### TASK TO COMPLETE
The answer must be an exact restatement of all the data.

### MATERIALS PROVIDED
use rusqlite::types::{FromSql, FromSqlResult, ToSql, ToSqlOutput, ValueRef};
use serde::{Deserialize, Serialize};
use std::fmt;

macro_rules! define_id {
    ($name:ident, $doc:expr) => {
        #[doc = $doc]
        #[derive(
            Debug, Clone, Copy, PartialEq, Eq, PartialOrd, Ord, Hash, Serialize, Deserialize,
        )]
        #[serde(transparent)]
        pub struct $name(i64);

        impl $name {
            #[must_use]
            pub const fn new(raw: i64) -> Self {
                Self(raw)
            }

            #[must_use]
            pub const fn get(self) -> i64 {
                self.0
            }
        }

        impl fmt::Display for $name {
            fn fmt(&self, f: &mut fmt::Formatter<'_>) -> fmt::Result {
                write!(f, "{}", self.0)
            }
        }

        impl From<$name> for i64 {
            fn from(id: $name) -> Self {
                id.0
            }
        }

        impl ToSql for $name {
            fn to_sql(&self) -> rusqlite::Result<ToSqlOutput<'_>> {
                self.0.to_sql()
            }
        }

        impl FromSql for $name {
            fn column_result(value: ValueRef<'_>) -> FromSqlResult<Self> {
                i64::column_result(value).map(Self)
            }
        }
    };
}

define_id!(AuthorId, "Surrogate key of an author.");
define_id!(BookId, "Surrogate key of a book.");
define_id!(
    BookDomainId,
    "Surrogate key of a node in the book classification hierarchy."
);
define_id!(EditionId, "Surrogate key of a physical edition.");
define_id!(
    ReaderId,
    "Surrogate key of a reader (borrowers and staff share this key space)."
);
define_id!(BorrowingId, "Surrogate key of a borrowing.");
define_id!(LoanExtensionId, "Surrogate key of a loan extension.");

### WRITTEN SOLUTION
use rusqlite::types::{FromSql, FromSqlResult, ToSql, ToSqlOutput, ValueRef};
use serde::{Deserialize, Serialize};
use std::fmt;

macro_rules! define_id {
    ($name:ident, $doc:expr) => {
        #[doc = $doc]
        #[derive(
            Debug, Clone, Copy, PartialEq, Eq, PartialOrd, Ord, Hash, Serialize, Deserialize,
        )]
        #[serde(transparent)]
        pub struct $name(i64);

        impl $name {
            #[must_use]
            pub const fn new(raw: i64) -> Self {
                Self(raw)
            }

            #[must_use]
            pub const fn get(self) -> i64 {
                self.0
            }
        }

        impl fmt::Display for $name {
            fn fmt(&self, f: &mut fmt::Formatter<'_>) -> fmt::Result {
                write!(f, "{}", self.0)
            }
        }

        impl From<$name> for i64 {
            fn from(id: $name) -> Self {
                id.0
            }
        }

        impl ToSql for $name {
            fn to_sql(&self) -> rusqlite::Result<ToSqlOutput<'_>> {
                self.0.to_sql()
            }
        }

        impl FromSql for $name {
            fn column_result(value: ValueRef<'_>) -> FromSqlResult<Self> {
                i64::column_result(value).map(Self)
            }
        }
    };
}

define_id!(AuthorId, "Surrogate key of an author.");
define_id!(BookId, "Surrogate key of a book.");
define_id!(
    BookDomainId,
    "Surrogate key of a node in the book classification hierarchy."
);
define_id!(EditionId, "Surrogate key of a physical edition.");
define_id!(
    ReaderId,
    "Surrogate key of a reader (borrowers and staff share this key space)."
);
define_id!(BorrowingId, "Surrogate key of a borrowing.");
define_id!(LoanExtensionId, "Surrogate key of a loan extension.");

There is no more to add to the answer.